Ian Bremmer: Moises Naim, you always talk about power and standing here in the World Economic Forum, I want to ask you how much power do you think this group really has today and how's it moving?

Moisés Naím: Well, it is always easy to overstate the power here and what happens. This is a meeting in which there is a lot of interactions, there's a lot of conversations, but it's not the center point in which decisions are made. The essence of power emanating of meetings like this has to do with ideas and the clarity of ideas. And the dominant feeling that I have gotten from the meeting that this confusion reigns. Confusion is the leitmotif of this meeting. People don't know what is happening. A very famous Spanish philosopher Jose Ortega said in 1939, he saw what was coming in Europe. And he said, "We don't know what is happening to us and that is exactly what is happening to us." I think that captures very well, the mood here, in which everybody feels and knows that there are these massive changes of uncertain consequences. And that then generates the anxiety, the doubts about everything and that, of course, erodes power.

Ian Bremmer: The last time there was this level of crisis at the World Economic Forum was 2009. It was right in the teeth of the global financial crisis and people didn't necessarily know how we were going to come out of it, but they all knew what the tools were. They all understood the nature of the crisis. This time around, it feels very different. It's more diffuse and they don't understand how to respond.

Moisés Naím: And it's more without precedent. The 2009 financial crisis came in the heels of many financial crisis around the world. So the world was equipped with institutions and policies and ideas, as you say, how to deal with a financial collapse. That's not the case here. We are dealing with uncertain situations that have no precedent. And that also adds to the confusion that I just mentioned.

Ian Bremmer: So if we look forward five years time, where is the locus of power going to be that will surprise us? What institutions? What geographies?

Moisés Naím: In the future power will continue to be concentrated in algorithms and leaders and their followers. That trial is going to stay with us. What we don't know is what are the sector anchors of that or the geographical anchors. But artificial intelligence is going to have consequences for power, as will new kinds of leaders and new kinds of followers that expect and demand from the political leaders, things that have not been common until now.

Ian Bremmer: Now, do you think that continued development in artificial intelligence is necessarily a centralizing aspect of consolidating aspect of power?

Moisés Naím: It's both. It's a technology and all technologies are double-edged swords.
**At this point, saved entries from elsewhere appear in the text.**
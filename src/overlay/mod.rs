//! Heuristic overlays: additive usage evidence for patterns the baseline
//! resolver cannot see (DI containers, factories, lambda bodies, local
//! data flow, interface dispatch).
//!
//! Overlays only ever add to the used set. Disabling an overlay removes
//! its findings and nothing else.

mod data_flow;
mod factory;
mod interface_impl;
mod lambda;
mod registration;

pub use interface_impl::InterfacePropagator;

use crate::config::Config;
use crate::evidence::UnitTokens;
use crate::symbols::{SymbolId, SymbolRegistry, UsageReference};
use rayon::prelude::*;
use std::collections::HashSet;
use std::path::PathBuf;
use tracing::debug;

/// Which overlay produced a finding.
#[derive(Debug, Clone, Copy, PartialEq, Eq, Hash)]
pub enum HeuristicKind {
    Registration,
    ConstructorInjection,
    InjectionMarker,
    InterfaceImplementation,
    FactoryReturn,
    DataFlow,
    LambdaBody,
}

impl HeuristicKind {
    pub fn label(&self) -> &'static str {
        match self {
            HeuristicKind::Registration => "DI registration",
            HeuristicKind::ConstructorInjection => "constructor injection",
            HeuristicKind::InjectionMarker => "injection attribute",
            HeuristicKind::InterfaceImplementation => "interface implementation",
            HeuristicKind::FactoryReturn => "factory return",
            HeuristicKind::DataFlow => "data flow",
            HeuristicKind::LambdaBody => "lambda body",
        }
    }
}

/// One piece of overlay evidence tying a tracked symbol to a usage site.
#[derive(Debug, Clone)]
pub struct HeuristicFinding {
    pub target: SymbolId,
    pub kind: HeuristicKind,
    pub file: PathBuf,
    pub line: usize,
}

/// Read-only view the overlays scan.
pub struct OverlayContext<'a> {
    pub registry: &'a SymbolRegistry,
    pub units: &'a [UnitTokens],
    pub references: &'a [UsageReference],
}

pub trait Overlay: Sync {
    fn name(&self) -> &'static str;

    fn scan(&self, ctx: &OverlayContext<'_>) -> Vec<HeuristicFinding>;
}

/// Runs the configured overlays and merges their findings.
pub struct OverlayEngine {
    overlays: Vec<Box<dyn Overlay>>,
}

impl OverlayEngine {
    pub fn from_config(config: &Config) -> Self {
        let mut overlays: Vec<Box<dyn Overlay>> = Vec::new();
        if config.enable_di_heuristics {
            overlays.push(Box::new(registration::RegistrationOverlay));
            overlays.push(Box::new(factory::FactoryOverlay));
        }
        if config.enable_data_flow_heuristics {
            overlays.push(Box::new(data_flow::DataFlowOverlay));
            overlays.push(Box::new(lambda::LambdaOverlay));
        }
        Self { overlays }
    }

    pub fn run(&self, ctx: &OverlayContext<'_>) -> Vec<HeuristicFinding> {
        let findings: Vec<HeuristicFinding> = self
            .overlays
            .par_iter()
            .flat_map(|overlay| {
                let found = overlay.scan(ctx);
                debug!("overlay {} produced {} findings", overlay.name(), found.len());
                found
            })
            .collect();
        findings
    }

    pub fn overlay_count(&self) -> usize {
        self.overlays.len()
    }
}

/// The symbols an overlay run marks as used.
pub fn used_from_findings(findings: &[HeuristicFinding]) -> HashSet<SymbolId> {
    findings.iter().map(|f| f.target.clone()).collect()
}

/// `name` starts with `prefix` and the character after the prefix (if any)
/// is uppercase. Keeps `Address` from matching the `Add` prefix.
pub(crate) fn has_verb_prefix(name: &str, prefix: &str) -> bool {
    if !name.starts_with(prefix) {
        return false;
    }
    name[prefix.len()..]
        .chars()
        .next()
        .map(|c| c.is_ascii_uppercase())
        .unwrap_or(true)
}

#[cfg(test)]
mod tests {
    use super::*;

    #[test]
    fn test_verb_prefix_boundary() {
        assert!(has_verb_prefix("AddScoped", "Add"));
        assert!(has_verb_prefix("Add", "Add"));
        assert!(!has_verb_prefix("Address", "Add"));
        assert!(!has_verb_prefix("Radd", "Add"));
    }

    #[test]
    fn test_heuristic_kind_labels() {
        assert_eq!(HeuristicKind::Registration.label(), "DI registration");
        assert_eq!(HeuristicKind::FactoryReturn.label(), "factory return");
        assert_eq!(HeuristicKind::LambdaBody.label(), "lambda body");
    }

    #[test]
    fn test_engine_respects_toggles() {
        let mut config = Config::default();
        let engine = OverlayEngine::from_config(&config);
        assert_eq!(engine.overlay_count(), 4);

        config.enable_di_heuristics = false;
        let engine = OverlayEngine::from_config(&config);
        assert_eq!(engine.overlay_count(), 2);

        config.enable_data_flow_heuristics = false;
        let engine = OverlayEngine::from_config(&config);
        assert_eq!(engine.overlay_count(), 0);
    }
}
use super::{Declaration, SymbolId, SymbolKind};
use std::collections::HashMap;
use std::path::Path;
use tracing::trace;

/// Quality of the evidence feeding the registry and resolver.
#[derive(Debug, Clone, Copy, PartialEq, Eq)]
pub enum EvidenceMode {
    /// A semantic front-end resolved references to exact identities.
    Exact,
    /// Textual extraction; references are matched by name.
    Heuristic,
}

/// Canonical, deduplicated store of tracked declarations.
///
/// The admission rule here is the primary recall/precision tunable:
/// symbols it rejects can never be reported dead, symbols it admits are
/// dead unless some evidence or exemption says otherwise.
#[derive(Debug)]
pub struct SymbolRegistry {
    mode: EvidenceMode,
    symbols: HashMap<SymbolId, Declaration>,
    name_index: HashMap<String, Vec<SymbolId>>,
}

impl SymbolRegistry {
    pub fn new(mode: EvidenceMode) -> Self {
        Self {
            mode,
            symbols: HashMap::new(),
            name_index: HashMap::new(),
        }
    }

    pub fn mode(&self) -> EvidenceMode {
        self.mode
    }

    /// Register a declaration. Returns false when the admission rule
    /// rejects it or an identical identity is already present.
    pub fn register(&mut self, decl: Declaration) -> bool {
        if !self.admits(&decl) {
            trace!("rejected from tracking: {}", decl.display());
            return false;
        }
        if self.symbols.contains_key(&decl.id) {
            return false;
        }

        self.name_index
            .entry(decl.name.clone())
            .or_default()
            .push(decl.id.clone());
        self.symbols.insert(decl.id.clone(), decl);
        true
    }

    /// The admission rule:
    /// - compiler-synthesized symbols are never tracked;
    /// - constructors are never tracked (implicit call sites are unreliable);
    /// - entry points are never tracked;
    /// - in exact mode, public non-extension members are treated as external
    ///   API surface and not tracked;
    /// - extension methods are always tracked regardless of accessibility.
    fn admits(&self, decl: &Declaration) -> bool {
        if decl.is_synthesized || decl.is_constructor || decl.is_entry_point() {
            return false;
        }
        if decl.is_extension {
            return true;
        }
        if self.mode == EvidenceMode::Exact
            && decl.kind.is_member()
            && decl.accessibility == super::Accessibility::Public
        {
            return false;
        }
        true
    }

    pub fn contains(&self, id: &SymbolId) -> bool {
        self.symbols.contains_key(id)
    }

    pub fn get(&self, id: &SymbolId) -> Option<&Declaration> {
        self.symbols.get(id)
    }

    pub fn find_by_name(&self, name: &str) -> Vec<&Declaration> {
        self.name_index
            .get(name)
            .map(|ids| ids.iter().filter_map(|id| self.symbols.get(id)).collect())
            .unwrap_or_default()
    }

    pub fn declarations(&self) -> impl Iterator<Item = &Declaration> {
        self.symbols.values()
    }

    pub fn len(&self) -> usize {
        self.symbols.len()
    }

    pub fn is_empty(&self) -> bool {
        self.symbols.is_empty()
    }

    /// Innermost tracked declaration whose span contains the given line of
    /// the given file. Used to attribute references to their enclosing
    /// symbol when building the usage graph.
    pub fn enclosing(&self, file: &Path, line: usize) -> Option<&Declaration> {
        self.symbols
            .values()
            .filter(|d| d.id.file == file && d.span.0 <= line && line <= d.span.1)
            .min_by_key(|d| (d.span.1 - d.span.0, d.span.0, &d.name))
    }

    /// Count of declarations in one file.
    pub fn declared_in(&self, file: &Path) -> usize {
        self.symbols.values().filter(|d| d.id.file == file).count()
    }
}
Technologies can be very good for some things and very bad for others. There's no doubt that artificial intelligence is going to be a technology that's going to touch all sectors and transform them in very surprising ways. And we are going to be surprised by the kinds of places where artificial intelligence will pop up and this change completely what we knew about that place.

Ian Bremmer: One other point, Latin America is virtually not on the agenda this year, part of the world you know very, very well. If you could insert Latin America on the agenda in a big way, what would you want to be discussed here?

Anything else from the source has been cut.